Delmenhorst: Schadstoffe lagerten in abgebrannter Halle

Stand: 02.10.2020 14:15 Uhr

Eine Woche nach einem Großbrand auf einem Industriegelände in Delmenhorst hat die Stadt eingeräumt, dass dort Schadstoffe illegal gelagert wurden. Anwohner haben eine Bürgerinitiative gegründet.

Bereits seit Jahren suchen die Anwohner wegen des Areals Kontakt zu den Ämtern, heißt es vonseiten der Bürgerinitiative. Nach dem Großbrand, bei dem eine Lagerhalle, mehrere Oldtimer, Autos und Wohnmobile zerstört wurden, fordern sie Antworten. Zumal einen Tag später Tausende tote Fische in einem an das Gelände angrenzenden Fluss gefunden wurden. Der Fischereiverband zog daraufhin einen Biologen hinzu. Dieser habe Löschschaum als Ursache ausgeschlossen.

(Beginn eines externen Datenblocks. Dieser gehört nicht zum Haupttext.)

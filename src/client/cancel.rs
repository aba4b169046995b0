//! Cooperative cancellation shared between the orchestrator and in-flight requests.

use std::sync::Arc;

use tokio::sync::watch;

/// Cloneable cancellation flag. Every clone observes the same state.
#[derive(Debug, Clone)]
pub struct CancelToken {
    tx: Arc<watch::Sender<bool>>,
    rx: watch::Receiver<bool>,
}

impl Default for CancelToken {
    fn default() -> Self {
        Self::new()
    }
}

impl CancelToken {
    pub fn new() -> Self {
        let (tx, rx) = watch::channel(false);
        Self { tx: Arc::new(tx), rx }
    }

    pub fn cancel(&self) {
        self.tx.send_replace(true);
    }

    pub fn is_cancelled(&self) -> bool {
        *self.rx.borrow()
    }

    /// Resolves once the token is cancelled. Never resolves otherwise.
    pub async fn cancelled(&self) {
        let mut rx = self.rx.clone();
        if rx.wait_for(|cancelled| *cancelled).await.is_err() {
            // Sender dropped: no cancel can ever arrive.
            std::future::pending::<()>().await;
        }
    }
}
//! Request/response types for the model client.

use std::fmt;
use std::str::FromStr;
use std::sync::Arc;

use chrono::{DateTime, Utc};
use serde::{Deserialize, Serialize};
use serde_json::Value;

use super::error::ModelError;

pub const DEFAULT_TEMPERATURE: f32 = 0.7;
pub const DEFAULT_MAX_TOKENS: u32 = 8192;
pub const DEFAULT_TOP_P: f32 = 0.95;
pub const DEFAULT_TOP_K: u32 = 40;

// =============================================================================
// MODELS
// =============================================================================

/// Allow-listed text-generation models.
#[derive(Debug, Clone, Copy, PartialEq, Eq, Hash, Serialize, Deserialize)]
pub enum ModelId {
    #[serde(rename = "gemini-2.5-pro")]
    Pro,
    #[serde(rename = "gemini-2.5-flash")]
    Flash,
    #[serde(rename = "gemini-2.5-flash-lite")]
    FlashLite,
}

impl ModelId {
    pub const ALL: [ModelId; 3] = [ModelId::Pro, ModelId::Flash, ModelId::FlashLite];

    pub fn as_str(&self) -> &'static str {
        match self {
            ModelId::Pro => "gemini-2.5-pro",
            ModelId::Flash => "gemini-2.5-flash",
            ModelId::FlashLite => "gemini-2.5-flash-lite",
        }
    }

    /// Comma-separated allow-list, used in error messages.
    pub fn allowed() -> String {
        Self::ALL
            .iter()
            .map(|m| m.as_str())
            .collect::<Vec<_>>()
            .join(", ")
    }
}

impl fmt::Display for ModelId {
    fn fmt(&self, f: &mut fmt::Formatter<'_>) -> fmt::Result {
        f.write_str(self.as_str())
    }
}

impl FromStr for ModelId {
    type Err = ModelError;

    fn from_str(s: &str) -> Result<Self, Self::Err> {
        Self::ALL
            .into_iter()
            .find(|m| m.as_str() == s.trim())
            .ok_or_else(|| ModelError::InvalidModel {
                model: s.to_string(),
                allowed: Self::allowed(),
            })
    }
}

// =============================================================================
// REQUEST
// =============================================================================

/// Turns raw response text into a structured value, or explains why it can't.
pub type Validator = Arc<dyn Fn(&str) -> Result<Value, String> + Send + Sync>;

/// Salvages a partial structured value from text that failed validation.
pub type PartialFallback = Arc<dyn Fn(&str) -> Option<Value> + Send + Sync>;

/// A single generation request.
#[derive(Clone, Default)]
pub struct GenerateRequest {
    pub prompt: String,
    pub context: Option<String>,
    pub system_instruction: Option<String>,
    /// Model override; must name an allow-listed model.
    pub model: Option<String>,
    pub temperature: Option<f32>,
    pub max_tokens: Option<u32>,
    pub top_p: Option<f32>,
    pub top_k: Option<u32>,
    pub stop_sequences: Vec<String>,
    pub validator: Option<Validator>,
    pub allow_partial: bool,
    pub on_partial_fallback: Option<PartialFallback>,
}

impl fmt::Debug for GenerateRequest {
    fn fmt(&self, f: &mut fmt::Formatter<'_>) -> fmt::Result {
        f.debug_struct("GenerateRequest")
            .field("prompt_len", &self.prompt.len())
            .field("model", &self.model)
            .field("temperature", &self.temperature)
            .field("max_tokens", &self.max_tokens)
            .field("has_validator", &self.validator.is_some())
            .field("allow_partial", &self.allow_partial)
            .finish()
    }
}

impl GenerateRequest {
    pub fn new(prompt: impl Into<String>) -> Self {
        Self {
            prompt: prompt.into(),
            ..Default::default()
        }
    }

    pub fn with_context(mut self, context: impl Into<String>) -> Self {
        self.context = Some(context.into());
        self
    }

    pub fn with_system(mut self, system: impl Into<String>) -> Self {
        self.system_instruction = Some(system.into());
        self
    }

    pub fn with_model(mut self, model: impl Into<String>) -> Self {
        self.model = Some(model.into());
        self
    }

    pub fn with_temperature(mut self, temperature: f32) -> Self {
        self.temperature = Some(temperature);
        self
    }

    pub fn with_max_tokens(mut self, max_tokens: u32) -> Self {
        self.max_tokens = Some(max_tokens);
        self
    }

    pub fn with_top_p(mut self, top_p: f32) -> Self {
        self.top_p = Some(top_p);
        self
    }

    pub fn with_top_k(mut self, top_k: u32) -> Self {
        self.top_k = Some(top_k);
        self
    }

    pub fn with_stop_sequences(mut self, stops: Vec<String>) -> Self {
        self.stop_sequences = stops;
        self
    }

    pub fn with_validator(mut self, validator: Validator) -> Self {
        self.validator = Some(validator);
        self
    }

    /// Accept a partial value from `fallback` when validation fails.
    pub fn with_partial_fallback(mut self, fallback: PartialFallback) -> Self {
        self.allow_partial = true;
        self.on_partial_fallback = Some(fallback);
        self
    }

    /// The prompt sent over the wire: system instruction, context, then prompt.
    pub fn full_prompt(&self) -> String {
        let mut full = String::new();
        if let Some(system) = self.system_instruction.as_deref().filter(|s| !s.is_empty()) {
            full.push_str("System Instructions: ");
            full.push_str(system);
            full.push_str("\n\n");
        }
        if let Some(context) = self.context.as_deref().filter(|c| !c.is_empty()) {
            full.push_str("Context: ");
            full.push_str(context);
            full.push_str("\n\n");
        }
        full.push_str(&self.prompt);
        full
    }
}

// =============================================================================
// RESPONSE
// =============================================================================

#[derive(Debug, Clone, Copy, Default, PartialEq, Eq, Serialize, Deserialize)]
#[serde(rename_all = "camelCase")]
pub struct Usage {
    pub prompt_tokens: u32,
    pub completion_tokens: u32,
    pub total_tokens: u32,
}

#[derive(Debug, Clone, PartialEq, Serialize, Deserialize)]
#[serde(rename_all = "camelCase")]
pub struct ResponseMetadata {
    pub timestamp: DateTime<Utc>,
    /// Latency of the successful attempt in milliseconds.
    pub latency: u64,
    pub cached: bool,
    /// Failed attempts before this response was produced.
    pub retry_count: u32,
}

#[derive(Debug, Clone, PartialEq, Serialize, Deserialize)]
#[serde(rename_all = "camelCase")]
pub struct GenerateResponse {
    pub model: ModelId,
    /// Raw response text.
    pub content: String,
    /// Validator output (or partial fallback value) when a validator was supplied.
    #[serde(default, skip_serializing_if = "Option::is_none")]
    pub structured: Option<Value>,
    pub usage: Usage,
    pub metadata: ResponseMetadata,
}

impl GenerateResponse {
    /// Structured value if present, otherwise `{"raw": content}`.
    pub fn value(&self) -> Value {
        self.structured
            .clone()
            .unwrap_or_else(|| serde_json::json!({ "raw": self.content }))
    }
}

// =============================================================================
// VALIDATORS
// =============================================================================

/// Ready-made validators and partial fallbacks.
pub mod validators {
    use super::{PartialFallback, Validator};
    use crate::utils::text::extract_json_object;
    use std::sync::Arc;

    /// Requires the response to contain a JSON object.
    pub fn json_object() -> Validator {
        Arc::new(|text: &str| {
            extract_json_object(text).ok_or_else(|| "response contains no JSON object".to_string())
        })
    }

    /// Wraps unparseable text as `{"raw": text}`.
    pub fn partial_json() -> PartialFallback {
        Arc::new(|text: &str| {
            if text.trim().is_empty() {
                None
            } else {
                Some(serde_json::json!({ "raw": text }))
            }
        })
    }
}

Die Stadt Delmenhorst hat sich am Freitag auf mehrere Anfragen des NDR in Niedersachsen nicht geäußert.

Reiniger, Flüssigseife und Altöl in Lagerhalle

Nur zu den Schadstoffen hat sich die Stadt bereits am Donnerstag geäußert: Auf dem Gelände der ehemaligen Kunststofffabrik wurden demnach rund 20.000 Liter Reiniger und Flüssigseife, 1.000 Liter Altöl, sowie 100 Liter Diesel gelagert. Die Schadstoffcontainer hätten in dem Bereich gestanden, wo es gebrannt hat. Die Sprecherin der Bürgerinitiative, Wiebke Machel, beklagt derweil, dass nichts darüber bekannt sei, wer das Gelände nutzt und ob Proben genommen wurden.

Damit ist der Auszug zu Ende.